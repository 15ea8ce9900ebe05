//! Deterministic checksums over records and record sets.
//!
//! All digests use 32-bit FNV-1a rendered as 8 lower-case hex digits. The
//! hash is not cryptographic; it only detects drift between two copies of
//! the dataset.

use crate::Record;
use serde_json::Value;

const FNV_OFFSET_BASIS: u32 = 2_166_136_261;
const FNV_PRIME: u32 = 16_777_619;

/// Separator between `id:contentChecksum` tuples in the dataset digest.
pub const TUPLE_SEPARATOR: &str = "|";

/// FNV-1a over raw bytes.
pub fn fnv1a(data: &[u8]) -> u32 {
    data.iter().fold(FNV_OFFSET_BASIS, |hash, byte| {
        (hash ^ u32::from(*byte)).wrapping_mul(FNV_PRIME)
    })
}

/// FNV-1a over a string, as 8 hex digits.
pub fn checksum_str(data: &str) -> String {
    format!("{:08x}", fnv1a(data.as_bytes()))
}

/// Serialize a JSON value with object keys sorted at every level.
///
/// The output does not depend on how the value was built, so two payloads
/// that compare equal always hash the same.
pub fn canonical_json(value: &Value) -> String {
    let mut out = String::new();
    write_canonical(value, &mut out);
    out
}

fn write_canonical(value: &Value, out: &mut String) {
    match value {
        Value::Object(map) => {
            let mut keys: Vec<&String> = map.keys().collect();
            keys.sort();
            out.push('{');
            for (i, key) in keys.into_iter().enumerate() {
                if i > 0 {
                    out.push(',');
                }
                out.push_str(&Value::String(key.clone()).to_string());
                out.push(':');
                write_canonical(&map[key], out);
            }
            out.push('}');
        }
        Value::Array(items) => {
            out.push('[');
            for (i, item) in items.iter().enumerate() {
                if i > 0 {
                    out.push(',');
                }
                write_canonical(item, out);
            }
            out.push(']');
        }
        scalar => out.push_str(&scalar.to_string()),
    }
}

/// Checksum of a single record payload.
pub fn content_checksum(payload: &Value) -> String {
    checksum_str(&canonical_json(payload))
}

/// Checksum over a whole record set.
///
/// Tuples of `id:contentChecksum` are sorted before hashing, so the result
/// is independent of the order in which records are enumerated.
pub fn dataset_checksum<'a, I>(records: I) -> String
where
    I: IntoIterator<Item = &'a Record>,
{
    checksum_of_pairs(
        records
            .into_iter()
            .map(|r| (r.id.as_str(), r.content_checksum.as_str())),
    )
}

/// Dataset checksum from `(id, contentChecksum)` pairs, for callers that
/// hold checksums without payloads.
pub fn checksum_of_pairs<'a, I>(pairs: I) -> String
where
    I: IntoIterator<Item = (&'a str, &'a str)>,
{
    let mut tuples: Vec<String> = pairs
        .into_iter()
        .map(|(id, checksum)| format!("{}:{}", id, checksum))
        .collect();
    tuples.sort();
    checksum_str(&tuples.join(TUPLE_SEPARATOR))
}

+ + + + +

• [Your task]:
From the records above, transcribe exactly the run of lines that opens with the line holding "pub fn content_checksum(payload: &Value)" and closes with the line holding "records are enumerated.", both included.

• [Written solution]:
pub fn content_checksum(payload: &Value) -> String {
    checksum_str(&canonical_json(payload))
}

/// Checksum over a whole record set.
///
/// Tuples of `id:contentChecksum` are sorted before hashing, so the result
/// is independent of the order in which records are enumerated.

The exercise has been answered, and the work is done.